I always assumed I’d be happy to finally leave the chaos of
education. I have never had a break from it. I went straight from school into college,
then onto university. I was excited to finally have my freedom. But that’s not
what I felt when I walked out of the doors after my final exam. Instead, what I
felt was panic.
Tidal waves of panic.
WHAT DO I DO NOW?
My life has been a constant stream of education and I have
never left the security of it. Now, all of a sudden, I’m out in that ‘big wide
world’ everyone talks about and I have no clue what comes next.
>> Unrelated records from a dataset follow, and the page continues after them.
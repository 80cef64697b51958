//! Mail dispatch with console and SMTP backends
//!
//! Assembled [`EmailContent`](crate::assembler::EmailContent) converts into an
//! [`Email`], which any [`EmailSender`] can deliver.
//!
//! ```rust,no_run
//! use info_collection::email::{Email, EmailSender, SmtpBackend};
//!
//! # async fn example() -> Result<(), Box<dyn std::error::Error>> {
//! let backend = SmtpBackend::from_env()?;
//!
//! let email = Email::new()
//!     .to("user@example.com")
//!     .from("noreply@myapp.com")
//!     .subject("Thanks for your message")
//!     .html("<p>We will get back to you shortly.</p>");
//!
//! backend.send(email).await?;
//! # Ok(())
//! # }
//! ```

mod backend;
mod builder;
mod error;
mod sender;

use std::sync::Arc;

pub use backend::{console::ConsoleBackend, smtp::SmtpBackend, smtp::SmtpConfig};
pub use builder::{Email, EmailAttachment};
pub use error::EmailError;
pub use sender::EmailSender;

#[cfg(test)]
pub use sender::MockEmailSender;

use crate::config::{MailerBackend, MailerSettings};

/// Build the sender selected by the mailer settings
///
/// # Errors
///
/// Returns `EmailError::ConfigError` if the SMTP backend is selected without
/// settings and the `SMTP_*` environment variables are incomplete
pub fn sender_from_settings(settings: &MailerSettings) -> Result<Arc<dyn EmailSender>, EmailError> {
    match settings.backend {
        MailerBackend::Console => Ok(Arc::new(ConsoleBackend::new())),
        MailerBackend::Smtp => {
            let config = match &settings.smtp {
                Some(config) => config.clone(),
                None => SmtpConfig::from_env()?,
            };
            Ok(Arc::new(SmtpBackend::new(config)))
        }
    }
}
//! Read-only access to parsed HTML: body lookup, tag/attribute helpers, text
//! extraction and block-level node classification.

use html5ever::parse_document;
use html5ever::tendril::TendrilSink;
use markup5ever_rcdom::{Handle, NodeData, RcDom};

/// Block-level kinds the converter knows how to render.
#[derive(Debug, Clone, Copy, PartialEq, Eq)]
pub enum NodeKind {
    Heading(u8),
    Paragraph,
    UnorderedList,
    OrderedList,
    Table,
    Division,
    Preformatted,
    Other,
}

pub fn html5_parse(input: &str) -> RcDom {
    parse_document(RcDom::default(), Default::default()).one(input)
}

/// Elements whose content is raw text, so a `<body` inside them is not a tag.
const RAW_TEXT_TAGS: [&str; 6] = ["script", "style", "textarea", "title", "xmp", "noscript"];

/// html5ever always synthesizes a `<body>`, so whether the author wrote one is
/// decided on the source text. Comments and raw-text elements are skipped.
pub fn has_body_tag(input: &str) -> bool {
    let low = input.to_ascii_lowercase();
    let mut i = 0;
    while let Some(rel) = low[i..].find('<') {
        let lt = i + rel;
        let rest = &low[lt..];

        if rest.starts_with("<!--") {
            let Some(end) = rest[4..].find("-->") else {
                return false;
            };
            i = lt + 4 + end + 3;
            continue;
        }

        let name_len = rest[1..]
            .find(|c: char| !c.is_ascii_alphanumeric())
            .unwrap_or(rest.len() - 1);
        let name = &rest[1..1 + name_len];
        let delimited = rest[1 + name_len..]
            .chars()
            .next()
            .is_some_and(|c| c == '>' || c == '/' || c.is_whitespace());

        if name == "body" && delimited {
            return true;
        }
        if RAW_TEXT_TAGS.contains(&name) {
            let close = format!("</{name}");
            let Some(end) = rest.find(&close) else {
                return false;
            };
            i = lt + end + close.len();
            continue;
        }
        i = lt + 1;
    }
    false
}

pub fn find_body(node: &Handle) -> Option<Handle> {
    if let NodeData::Element { name, .. } = &node.data {
        if name.local.to_string().eq_ignore_ascii_case("body") {
            return Some(node.clone());
        }
    }
    for child in node.children.borrow().iter() {
        if let Some(body) = find_body(child) {
            return Some(body);
        }
    }
    None
}

pub fn tag_lower(node: &Handle) -> Option<String> {
    match &node.data {
        NodeData::Element { name, .. } => Some(name.local.to_string().to_ascii_lowercase()),
        _ => None,
    }
}

pub fn attr_get(node: &Handle, name: &str) -> Option<String> {
    match &node.data {
        NodeData::Element { attrs, .. } => attrs
            .borrow()
            .iter()
            .find(|a| a.name.local.to_string().eq_ignore_ascii_case(name))
            .map(|a| a.value.to_string()),
        _ => None,
    }
}

pub fn has_class(node: &Handle, class: &str) -> bool {
    attr_get(node, "class")
        .map(|v| v.split_ascii_whitespace().any(|c| c == class))
        .unwrap_or(false)
}

/// Element children only; text, comments and processing instructions are
/// dropped.
pub fn element_children(node: &Handle) -> Vec<Handle> {
    node.children
        .borrow()
        .iter()
        .filter(|c| matches!(c.data, NodeData::Element { .. }))
        .cloned()
        .collect()
}

/// Direct element children whose tag is one of `tags`.
pub fn children_named(node: &Handle, tags: &[&str]) -> Vec<Handle> {
    element_children(node)
        .into_iter()
        .filter(|c| tag_lower(c).is_some_and(|t| tags.contains(&t.as_str())))
        .collect()
}

/// All descendants (document order) whose tag is `tag`.
pub fn descendants_named(node: &Handle, tag: &str) -> Vec<Handle> {
    fn walk(node: &Handle, tag: &str, out: &mut Vec<Handle>) {
        for c in node.children.borrow().iter() {
            if tag_lower(c).as_deref() == Some(tag) {
                out.push(c.clone());
            }
            walk(c, tag, out);
        }
    }
    let mut out = Vec::new();
    walk(node, tag, &mut out);
    out
}

pub fn contains_any_tag(node: &Handle, tags: &[&str]) -> bool {
    node.children.borrow().iter().any(|c| {
        tag_lower(c).is_some_and(|t| tags.contains(&t.as_str())) || contains_any_tag(c, tags)
    })
}

/// Raw concatenation of every descendant text node.
pub fn text_content(node: &Handle) -> String {
    fn walk(node: &Handle, out: &mut String) {
        for c in node.children.borrow().iter() {
            match &c.data {
                NodeData::Text { contents } => out.push_str(&contents.borrow()),
                NodeData::Element { .. } => walk(c, out),
                _ => {}
            }
        }
    }
    let mut out = String::new();
    walk(node, &mut out);
    out
}

pub fn collapse_ws(s: &str) -> String {
    let mut out = String::with_capacity(s.len());
    let mut in_ws = false;
    for ch in s.chars() {
        if ch.is_whitespace() {
            if !in_ws {
                out.push(' ');
                in_ws = true;
            }
        } else {
            out.push(ch);
            in_ws = false;
        }
    }
    out
}

/// Inline text as it reads on the page: whitespace runs collapsed, ends
/// trimmed.
pub fn inline_text(node: &Handle) -> String {
    collapse_ws(&text_content(node)).trim().to_string()
}

/// Tags that start a new line when rendered, so their text must not run into
/// the text around them.
const BLOCK_TAGS: [&str; 7] = ["ul", "ol", "li", "p", "div", "br", "table"];

/// [`inline_text`] for list items: nested blocks (sub-lists, paragraphs) are
/// kept but separated from the surrounding text by a space.
pub fn item_text(node: &Handle) -> String {
    fn walk(node: &Handle, out: &mut String) {
        for c in node.children.borrow().iter() {
            match &c.data {
                NodeData::Text { contents } => out.push_str(&contents.borrow()),
                NodeData::Element { .. } => {
                    let block = tag_lower(c).is_some_and(|t| BLOCK_TAGS.contains(&t.as_str()));
                    if block {
                        out.push(' ');
                    }
                    walk(c, out);
                    if block {
                        out.push(' ');
                    }
                }
                _ => {}
            }
        }
    }
    let mut out = String::new();
    walk(node, &mut out);
    collapse_ws(&out).trim().to_string()
}

pub fn classify(node: &Handle) -> NodeKind {
    let Some(tag) = tag_lower(node) else {
        return NodeKind::Other;
    };
    match tag.as_str() {
        "h1" => NodeKind::Heading(1),
        "h2" => NodeKind::Heading(2),
        "h3" => NodeKind::Heading(3),
        "p" => NodeKind::Paragraph,
        "ul" => NodeKind::UnorderedList,
        "ol" => NodeKind::OrderedList,
        "table" => NodeKind::Table,
        "div" => NodeKind::Division,
        "pre" => NodeKind::Preformatted,
        _ => NodeKind::Other,
    }
}
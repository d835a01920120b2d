//! Report configuration.
//!
//! Every field has a default reproducing the stock report run, so an empty
//! TOML file (or no file at all) is a valid configuration. CLI flags are
//! applied on top of whatever was loaded.

use std::path::{Path, PathBuf};

use serde::{Deserialize, Serialize};

use crate::error::{ReportError, Result};

const DEFAULT_FILES: [&str; 6] = [
    "Report_00_TOC_Abstract.html",
    "Report_01_Chapter1_Introduction.html",
    "Report_02_Chapter2_SystemAnalysis.html",
    "Report_03_Chapter3_DevelopmentEnvironment.html",
    "Report_04_Chapter4_SystemDesign.html",
    "Report_05_Chapters5-9_References.html",
];

const DEFAULT_OUTPUT: &str = "GPublishing_Services_Project_Report.docx";

#[derive(Debug, Clone, PartialEq, Serialize, Deserialize)]
pub struct ReportConfig {
    /// Input HTML files, in report order.
    #[serde(default = "default_files")]
    pub files: Vec<PathBuf>,

    /// Base directory for relative entries in `files`.
    #[serde(default = "default_input_dir")]
    pub input_dir: PathBuf,

    /// Output .docx path.
    #[serde(default = "default_output")]
    pub output: PathBuf,

    /// Document title stored in the package properties.
    #[serde(default)]
    pub title: Option<String>,

    #[serde(default)]
    pub fonts: FontConfig,

    /// Number of nested container (`div`) levels whose children are converted.
    #[serde(default = "default_container_depth")]
    pub container_depth: usize,
}

impl Default for ReportConfig {
    fn default() -> Self {
        Self {
            files: default_files(),
            input_dir: default_input_dir(),
            output: default_output(),
            title: None,
            fonts: FontConfig::default(),
            container_depth: default_container_depth(),
        }
    }
}

/// `[fonts]` section.
#[derive(Debug, Clone, PartialEq, Eq, Serialize, Deserialize)]
pub struct FontConfig {
    #[serde(default = "default_body_font")]
    pub body: String,

    /// Points.
    #[serde(default = "default_body_size")]
    pub body_size: u32,

    /// Fixed-width family used for preformatted blocks.
    #[serde(default = "default_code_font")]
    pub code: String,

    #[serde(default = "default_code_size")]
    pub code_size: u32,
}

impl Default for FontConfig {
    fn default() -> Self {
        Self {
            body: default_body_font(),
            body_size: default_body_size(),
            code: default_code_font(),
            code_size: default_code_size(),
        }
    }
}

fn default_files() -> Vec<PathBuf> {
    DEFAULT_FILES.iter().map(PathBuf::from).collect()
}
fn default_input_dir() -> PathBuf {
    PathBuf::from(".")
}
fn default_output() -> PathBuf {
    PathBuf::from(DEFAULT_OUTPUT)
}
fn default_container_depth() -> usize {
    1
}
fn default_body_font() -> String {
    "Times New Roman".into()
}
fn default_body_size() -> u32 {
    12
}
fn default_code_font() -> String {
    "Courier New".into()
}
fn default_code_size() -> u32 {
    10
}

impl ReportConfig {
    pub fn load(path: &Path) -> Result<Self> {
        let raw = std::fs::read_to_string(path).map_err(|e| ReportError::io(path, e))?;
        toml::from_str(&raw).map_err(|source| ReportError::ConfigParse {
            path: path.to_path_buf(),
            source,
        })
    }

    pub fn from_toml_str(raw: &str) -> Result<Self> {
        toml::from_str(raw).map_err(|source| ReportError::ConfigParse {
            path: PathBuf::from("<inline>"),
            source,
        })
    }

    pub fn validate(&self) -> Result<()> {
        if self.files.is_empty() {
            return Err(ReportError::config("no input files configured"));
        }
        if self.fonts.body.trim().is_empty() || self.fonts.code.trim().is_empty() {
            return Err(ReportError::config("font family names must not be blank"));
        }
        if self.fonts.body_size == 0 || self.fonts.code_size == 0 {
            return Err(ReportError::config("font sizes must be positive"));
        }
        if self.output.as_os_str().is_empty() {
            return Err(ReportError::config("output path must not be empty"));
        }
        Ok(())
    }

    /// Input paths with `input_dir` applied to relative entries.
    pub fn resolved_files(&self) -> Vec<PathBuf> {
        self.files
            .iter()
            .map(|f| {
                if f.is_absolute() {
                    f.clone()
                } else {
                    self.input_dir.join(f)
                }
            })
            .collect()
    }
}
Three years ago, I stepped out onto the grounds of my new university
campus without giving a single thought to the end of that degree. I knew that I
wanted a media degree, but I wasn’t sure what I wanted to do with it at the
end. I loved film, television production, journalism and photography. I just assumed
that three years of doings bits of all of them would suddenly make everything
fall into place. Like I would wake up one morning and it would suddenly click.
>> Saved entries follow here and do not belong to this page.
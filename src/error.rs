use std::path::PathBuf;

/// Fatal errors. Per-file problems that only cause a skip are reported as
/// [`crate::builder::SkipReason`] instead.
#[derive(Debug, thiserror::Error)]
pub enum ReportError {
    #[error("I/O error at {path:?}: {source}")]
    Io {
        path: PathBuf,
        source: std::io::Error,
    },

    #[error("failed to write docx package: {0}")]
    Zip(#[from] zip::result::ZipError),

    #[error("config error: {message}")]
    Config { message: String },

    #[error("invalid config file {path:?}: {source}")]
    ConfigParse {
        path: PathBuf,
        source: toml::de::Error,
    },
}

pub type Result<T> = std::result::Result<T, ReportError>;

impl ReportError {
    pub fn io(path: impl Into<PathBuf>, source: std::io::Error) -> Self {
        Self::Io {
            path: path.into(),
            source,
        }
    }

    pub fn config(msg: impl Into<String>) -> Self {
        Self::Config {
            message: msg.into(),
        }
    }
}
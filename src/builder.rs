//! Document builder: owns the output document across the whole run and feeds
//! it one HTML file at a time.

use std::fmt;
use std::path::{Path, PathBuf};

use tracing::{debug, info};

use crate::config::ReportConfig;
use crate::convert::{ConvertOptions, Converter};
use crate::docx;
use crate::error::{ReportError, Result};
use crate::markup::{find_body, has_body_tag, html5_parse};
use crate::model::{Document, StyleSheet};

/// Why a listed input contributed nothing. Skips never abort the run.
#[derive(Debug, Clone, Copy, PartialEq, Eq)]
pub enum SkipReason {
    MissingFile,
    MissingBody,
}

impl fmt::Display for SkipReason {
    fn fmt(&self, f: &mut fmt::Formatter<'_>) -> fmt::Result {
        match self {
            SkipReason::MissingFile => f.write_str("file not found"),
            SkipReason::MissingBody => f.write_str("no body content found"),
        }
    }
}

#[derive(Debug, Clone, Copy, PartialEq, Eq)]
pub enum FileOutcome {
    Converted { blocks: usize },
    Skipped(SkipReason),
}

pub struct ReportBuilder {
    document: Document,
    converter: Converter,
}

impl ReportBuilder {
    /// Empty document with the configured base and heading styles.
    pub fn initialize(config: &ReportConfig) -> Self {
        let mut document = Document::new(StyleSheet::from_fonts(&config.fonts));
        document.title = config.title.clone();
        Self {
            document,
            converter: Converter::new(ConvertOptions::from_config(config)),
        }
    }

    pub fn process_file(&mut self, path: &Path) -> Result<FileOutcome> {
        if !path.exists() {
            info!(path = %path.display(), "input file not found, skipping");
            return Ok(FileOutcome::Skipped(SkipReason::MissingFile));
        }
        let html = std::fs::read_to_string(path).map_err(|e| ReportError::io(path, e))?;
        let outcome = self.process_html(&html);
        match outcome {
            FileOutcome::Skipped(reason) => {
                info!(path = %path.display(), %reason, "skipping input file");
            }
            FileOutcome::Converted { blocks } => {
                info!(path = %path.display(), blocks, "converted input file");
            }
        }
        Ok(outcome)
    }

    /// Converts one HTML source and appends its blocks.
    pub fn process_html(&mut self, html: &str) -> FileOutcome {
        if !has_body_tag(html) {
            return FileOutcome::Skipped(SkipReason::MissingBody);
        }
        let dom = html5_parse(html);
        let Some(body) = find_body(&dom.document) else {
            return FileOutcome::Skipped(SkipReason::MissingBody);
        };
        let blocks = self.converter.convert_body(&body);
        let count = blocks.len();
        self.document.extend(blocks);
        debug!(added = count, total = self.document.blocks.len(), "blocks appended");
        FileOutcome::Converted { blocks: count }
    }

    pub fn document(&self) -> &Document {
        &self.document
    }

    /// Writes the package and returns the absolute output path.
    pub fn finalize(self, output: &Path) -> Result<PathBuf> {
        docx::save(&self.document, output)?;
        let abs = std::fs::canonicalize(output).map_err(|e| ReportError::io(output, e))?;
        info!(path = %abs.display(), blocks = self.document.blocks.len(), "document written");
        Ok(abs)
    }
}

/// Progress hooks for [`build_report`]. Every method defaults to a no-op.
pub trait ReportObserver {
    /// `index` is 1-based.
    fn on_file_start(&self, index: usize, total: usize, path: &Path) {
        let _ = (index, total, path);
    }

    fn on_file_skipped(&self, index: usize, total: usize, path: &Path, reason: SkipReason) {
        let _ = (index, total, path, reason);
    }

    fn on_file_complete(&self, index: usize, total: usize, path: &Path, blocks: usize) {
        let _ = (index, total, path, blocks);
    }
}

pub struct NoopObserver;

impl ReportObserver for NoopObserver {}

#[derive(Debug, Clone, PartialEq, Eq)]
pub struct ReportSummary {
    pub output: PathBuf,
    pub converted: Vec<PathBuf>,
    pub skipped: Vec<(PathBuf, SkipReason)>,
    pub blocks: usize,
}

/// Runs the whole pipeline: initialize, every configured file in order, then
/// finalize. The first fatal error stops the run before anything is written.
pub fn build_report(config: &ReportConfig, observer: &dyn ReportObserver) -> Result<ReportSummary> {
    config.validate()?;

    let files = config.resolved_files();
    let total = files.len();
    let mut builder = ReportBuilder::initialize(config);
    let mut converted = Vec::new();
    let mut skipped = Vec::new();

    for (i, path) in files.into_iter().enumerate() {
        let index = i + 1;
        observer.on_file_start(index, total, &path);
        match builder.process_file(&path)? {
            FileOutcome::Converted { blocks } => {
                observer.on_file_complete(index, total, &path, blocks);
                converted.push(path);
            }
            FileOutcome::Skipped(reason) => {
                observer.on_file_skipped(index, total, &path, reason);
                skipped.push((path, reason));
            }
        }
    }

    let blocks = builder.document().blocks.len();
    let output = builder.finalize(&config.output)?;
    Ok(ReportSummary {
        output,
        converted,
        skipped,
        blocks,
    })
}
Except it didn’t. I didn’t just suddenly realise what I
wanted to do with my life. And now, after three years of film making and
stressful assignments, I’m back where I was at the start.
Stuck.
I don’t know why I expected university to solve everything
for me. I went into it expecting more than what I got. I mean, sure, I learnt a
lot about the subjects I was studying, but somehow I just thought I’d learn
more about life as well.
You hear all those stories about going to university will
create all these opportunities and you’ll ‘find’ yourself. Truth is that it
wasn’t as life changing for me as people say it should be. I suppose, in a way,
it helped me feel more at peace with myself. Before university I didn't have a ‘place’.
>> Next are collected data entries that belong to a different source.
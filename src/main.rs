use anyhow::{Context, Result};
use clap::Parser;
use report2docx::{build_report, ReportConfig, ReportObserver, SkipReason};
use std::io;
use std::path::{Path, PathBuf};
use std::process::ExitCode;
use tracing_subscriber::EnvFilter;

#[derive(Parser, Debug)]
#[command(author, version, about)]
struct Args {
    /// Input HTML files in report order (overrides the configured list).
    files: Vec<PathBuf>,

    /// TOML config file.
    #[arg(long)]
    config: Option<PathBuf>,

    /// Output .docx path.
    #[arg(long)]
    out: Option<PathBuf>,

    /// Document title stored in the package properties.
    #[arg(long)]
    title: Option<String>,

    /// Base directory for relative input paths.
    #[arg(long)]
    input_dir: Option<PathBuf>,

    /// Debug logging on stderr.
    #[arg(short, long)]
    verbose: bool,
}

fn rule() -> String {
    "=".repeat(80)
}

fn display_name(path: &Path) -> String {
    path.file_name()
        .map(|n| n.to_string_lossy().into_owned())
        .unwrap_or_else(|| path.display().to_string())
}

struct ConsoleObserver;

impl ReportObserver for ConsoleObserver {
    fn on_file_start(&self, index: usize, total: usize, path: &Path) {
        println!("[{index}/{total}] Processing {}...", display_name(path));
    }

    fn on_file_skipped(&self, _index: usize, _total: usize, path: &Path, reason: SkipReason) {
        match reason {
            SkipReason::MissingFile => {
                println!("    WARNING: File not found - {}", display_name(path))
            }
            SkipReason::MissingBody => {
                println!("    WARNING: No body content found in {}", display_name(path))
            }
        }
    }

    fn on_file_complete(&self, _index: usize, _total: usize, path: &Path, _blocks: usize) {
        println!("    ✓ Completed {}", display_name(path));
    }
}

fn load_config(args: &Args) -> Result<ReportConfig> {
    let mut cfg = match &args.config {
        Some(path) => ReportConfig::load(path)
            .with_context(|| format!("load config {}", path.display()))?,
        None => ReportConfig::default(),
    };
    if !args.files.is_empty() {
        cfg.files = args.files.clone();
    }
    if let Some(out) = &args.out {
        cfg.output = out.clone();
    }
    if let Some(title) = &args.title {
        cfg.title = Some(title.clone());
    }
    if let Some(dir) = &args.input_dir {
        cfg.input_dir = dir.clone();
    }
    Ok(cfg)
}

fn run(args: &Args) -> Result<PathBuf> {
    let cfg = load_config(args)?;
    let summary = build_report(&cfg, &ConsoleObserver)
        .with_context(|| format!("build {}", cfg.output.display()))?;
    tracing::debug!(
        converted = summary.converted.len(),
        skipped = summary.skipped.len(),
        blocks = summary.blocks,
        "report finished"
    );
    Ok(summary.output)
}

fn main() -> ExitCode {
    let args = Args::parse();

    let filter = if args.verbose { "debug" } else { "warn" };
    tracing_subscriber::fmt()
        .with_env_filter(EnvFilter::try_from_default_env().unwrap_or_else(|_| EnvFilter::new(filter)))
        .with_writer(io::stderr)
        .init();

    println!("{}", rule());
    println!("Report Converter - HTML to Word");
    println!("{}", rule());
    println!("\nConverting HTML files to Word document...\n");

    match run(&args) {
        Ok(output) => {
            println!("\n{}", rule());
            println!("✓ SUCCESS! Word document created: {}", display_name(&output));
            println!("{}", rule());
            println!("\nFile location: {}", output.display());
            println!("\nYou can now open this file in Microsoft Word!");
            ExitCode::SUCCESS
        }
        Err(e) => {
            println!("\n{}", rule());
            println!("ERROR: {e:#}");
            println!("{}", rule());
            ExitCode::FAILURE
        }
    }
}
use anchor_lang::prelude::*;

pub mod constants;
pub mod errors;
pub mod instructions;
pub mod state;

pub use instructions::*;
pub use state::*;

declare_id!("43ezG6GzP3y2HK9R6pNMxH2pMj2vnqC9SEsLHBNYQLkK");

#[program]
pub mod escrow {
    use super::*;

    /// Create a new offer: maker deposits Token A into the vault and sets
    /// the amount of Token B wanted in exchange
    #[instruction(discriminator = 0)]
    pub fn make_offer(
        ctx: Context<MakeOffer>,
        id: u64,
        token_a_offered_amount: u64,
        token_b_wanted_amount: u64,
    ) -> Result<()> {
        instructions::make_offer::handler(ctx, id, token_a_offered_amount, token_b_wanted_amount)
    }

    /// Fulfill an offer: taker pays Token B to the maker and receives the
    /// vaulted Token A; offer and vault are closed
    #[instruction(discriminator = 1)]
    pub fn fulfill_offer(ctx: Context<FulfillOffer>) -> Result<()> {
        instructions::fulfill_offer::handler(ctx)
    }

    /// Cancel an offer: maker reclaims the vaulted Token A; offer and vault
    /// are closed
    #[instruction(discriminator = 2)]
    pub fn cancel_offer(ctx: Context<CancelOffer>) -> Result<()> {
        instructions::cancel_offer::handler(ctx)
    }
}
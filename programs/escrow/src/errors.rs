use anchor_lang::prelude::*;

#[error_code]
pub enum EscrowError {
    #[msg("Invalid amount: amount must be greater than zero")]
    InvalidAmount,
    #[msg("Offered and wanted token mints must be different")]
    SameTokenMints,
    #[msg("Token mint does not match the mint recorded in the offer")]
    MintMismatch,
    #[msg("Signer is not the maker of this offer")]
    Unauthorized,
    #[msg("Source token account holds less than the required amount")]
    InsufficientBalance,
}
I didn't it it. I used to change myself to blend in more with the crowds. But
at university, I found friends who I had so much in common with that I didn’t
have to change the person I was. So, I guess that’s one positive I can take
away.
But what else?
What happens now?
Just hang around until my graduation and hope that I have some
big epiphany? Guess I’ll just have to wait and see what fist life throws at me
next.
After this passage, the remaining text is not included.